MATERNAL IMMUNE ACTIVATION DISRUPTS DOPAMINE NEURON ACTIVITY VIA MICROGLIAL COMPLEMENT CR3-DEPENDENT SYNAPTIC REMODELING

Maternal immune activation (MIA) during pregnancy increases offspring risk for neurodevelopmental disorders including autism and schizophrenia, which are associated with dopaminergic (DA) pathways abnormalities. MIA can be modeled in rodents by gestational exposure to polyI:C, a synthetic RNA mimicking viral infection. MIA offspring exhibit altered DA signaling, but the mechanisms involved remain unclear.
Here, we used polyI:C injections at gestational day 9 to model MIA in mice. We found that MIA reduced the frequency of excitatory, but not inhibitory, synaptic currents, and decreased dendritic spine density in ventral tegmental area (VTA) DA neurons. In vivo recordings revealed that VTA DA neurons in MIA offspring displayed decreased firing and reduced burst activity. These changes were accompanied by increased expression of complement protein C1q in the VTA. Because complement signaling regulates synapse remodeling via microglia, we tested whether microglia and the complement mediate these effects.
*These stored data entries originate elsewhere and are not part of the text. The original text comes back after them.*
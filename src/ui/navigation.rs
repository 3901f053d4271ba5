//! Screen cycling for the normal (non-reset) views.

/// Normal screens, in rotation order.
#[derive(Clone, Copy, Debug, PartialEq, Eq)]
#[cfg_attr(feature = "defmt", derive(defmt::Format))]
pub enum Screen {
    /// Overview card for every filter.
    Dashboard,
    Pp1,
    Pp2,
    Carbon,
    Membrane,
    Mineralizer,
    /// Total water used.
    Usage,
}

impl Screen {
    pub const ALL: [Screen; 7] = [
        Screen::Dashboard,
        Screen::Pp1,
        Screen::Pp2,
        Screen::Carbon,
        Screen::Membrane,
        Screen::Mineralizer,
        Screen::Usage,
    ];

    pub const COUNT: usize = Self::ALL.len();

    pub fn index(self) -> usize {
        self as usize
    }

    pub fn from_index(index: usize) -> Self {
        Self::ALL[index % Self::COUNT]
    }

    /// Move one screen forward, wrapping from Usage to Dashboard.
    pub fn next(self) -> Self {
        Self::from_index(self.index() + 1)
    }

    /// Move one screen back, wrapping from Dashboard to Usage.
    pub fn prev(self) -> Self {
        Self::from_index(self.index() + Self::COUNT - 1)
    }

    /// Index into the filter bank for per-filter screens.
    pub fn filter_index(self) -> Option<usize> {
        match self {
            Screen::Pp1 => Some(0),
            Screen::Pp2 => Some(1),
            Screen::Carbon => Some(2),
            Screen::Membrane => Some(3),
            Screen::Mineralizer => Some(4),
            Screen::Dashboard | Screen::Usage => None,
        }
    }
}

/// Decide whether the idle rotation should advance to the next screen.
pub fn should_auto_rotate(
    now_ms: u64,
    last_change_ms: u64,
    interval_ms: u64,
    in_reset_flow: bool,
) -> bool {
    if in_reset_flow {
        return false;
    }

    now_ms.saturating_sub(last_change_ms) > interval_ms
}
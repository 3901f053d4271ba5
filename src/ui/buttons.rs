//! GPIO button input with async debouncing.
//!
//! Two physical buttons (active-low with internal pull-up):
//!   - LEFT  - previous screen, or Cancel on the reset dialog
//!   - RIGHT - next screen, or OK on the reset dialog
//!
//! Each button is watched by its own task. The task only records debounced
//! levels and release edges in a [`ButtonLine`]; turning them into events
//! is left to the UI loop, which needs to see both buttons at once to tell
//! a combo from two single presses.

use crate::config::BUTTON_DEBOUNCE_MS;
use crate::ui::edge_flags::{ButtonLine, EdgeFlags};
use defmt::debug;
use embassy_nrf::gpio::{AnyPin, Input, Pull};
use embassy_time::{Duration, Timer};

/// Shared by the two button tasks and the UI loop.
pub static BUTTONS: EdgeFlags = EdgeFlags::new();

/// Watch one button forever.
///
/// Waits for the pin to go low (pressed), debounces, marks the line as
/// pressed, then waits for release and latches the release edge.
pub async fn button_task(pin: AnyPin, name: &'static str, line: &'static ButtonLine) -> ! {
    let mut btn = Input::new(pin, Pull::Up);

    loop {
        // Wait for falling edge (button press, active-low).
        btn.wait_for_falling_edge().await;

        // Debounce: wait and re-check.
        Timer::after(Duration::from_millis(BUTTON_DEBOUNCE_MS)).await;
        if !btn.is_low() {
            continue;
        }

        debug!("Button {}: down", name);
        line.press();

        btn.wait_for_rising_edge().await;
        Timer::after(Duration::from_millis(BUTTON_DEBOUNCE_MS)).await;

        debug!("Button {}: up", name);
        line.release();
    }
}
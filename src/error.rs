//! Unified error type for the firmware.
//!
//! We avoid `alloc` - all error variants carry only fixed-size data.
//! Implements `defmt::Format` for efficient on-target logging.
//!
//! The button state machine itself has no failure path; only the
//! hardware collaborators can fail.

use defmt::Format;

/// Top-level error type used across the application.
#[derive(Debug, Clone, Copy, PartialEq, Eq, Format)]
pub enum Error {
    /// The SSD1306 did not accept its initialisation sequence.
    DisplayInit,

    /// I²C transfer of the frame buffer to the display failed.
    Display,
}
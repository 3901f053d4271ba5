//! Test-only library interface for filter-monitor.
//!
//! This module re-exports the pure logic modules that can be tested
//! on the host (no embedded hardware required).
//!
//! Usage: `cargo test --lib` or `cargo test --test integration`
//!
//! Note: The embedded binary uses main.rs with #![no_std] and #![no_main].
//! This lib.rs provides a separate entry point for host-based testing.

#![cfg_attr(not(test), no_std)]

pub mod config;
pub mod filters;

// Internal module paths for the actual implementations
#[path = "ui/button_logic.rs"]
mod ui_button_logic_impl;
#[path = "ui/controller.rs"]
mod ui_controller_impl;
#[path = "ui/edge_flags.rs"]
mod ui_edge_flags_impl;
#[path = "ui/navigation.rs"]
mod ui_navigation_impl;

pub mod ui {
    pub mod button_logic {
        pub use crate::ui_button_logic_impl::*;
    }
    pub mod controller {
        pub use crate::ui_controller_impl::*;
    }
    pub mod edge_flags {
        pub use crate::ui_edge_flags_impl::*;
    }
    pub mod navigation {
        pub use crate::ui_navigation_impl::*;
    }
}

// ═══════════════════════════════════════════════════════════════════════════
// Unit Tests
// ═══════════════════════════════════════════════════════════════════════════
Although microglial engulfment of Bassoon, a presynaptic protein, was unchanged, MIA increased microglial volume and branching complexity in the VTA in juvenile mice. Neonatal treatment with minocycline, an inhibitor of microglial reactivity, prevented MIA-induced synaptic, morphological, and DA neuron firing alterations. Similarly, MIA failed to alter excitatory inputs, spine density, or microglial morphology in mice lacking complement receptor CR3, which is specific to microglia in the brain parenchyma. Ongoing work is assessing whether CR3 deletion also protects against MIA-induced changes in DA neuron firing.
Together, these findings identify microglial reactivity and CR3-mediated complement signaling as essential mechanisms driving MIA-induced dysfunction of excitatory synapses and DA neuron activity.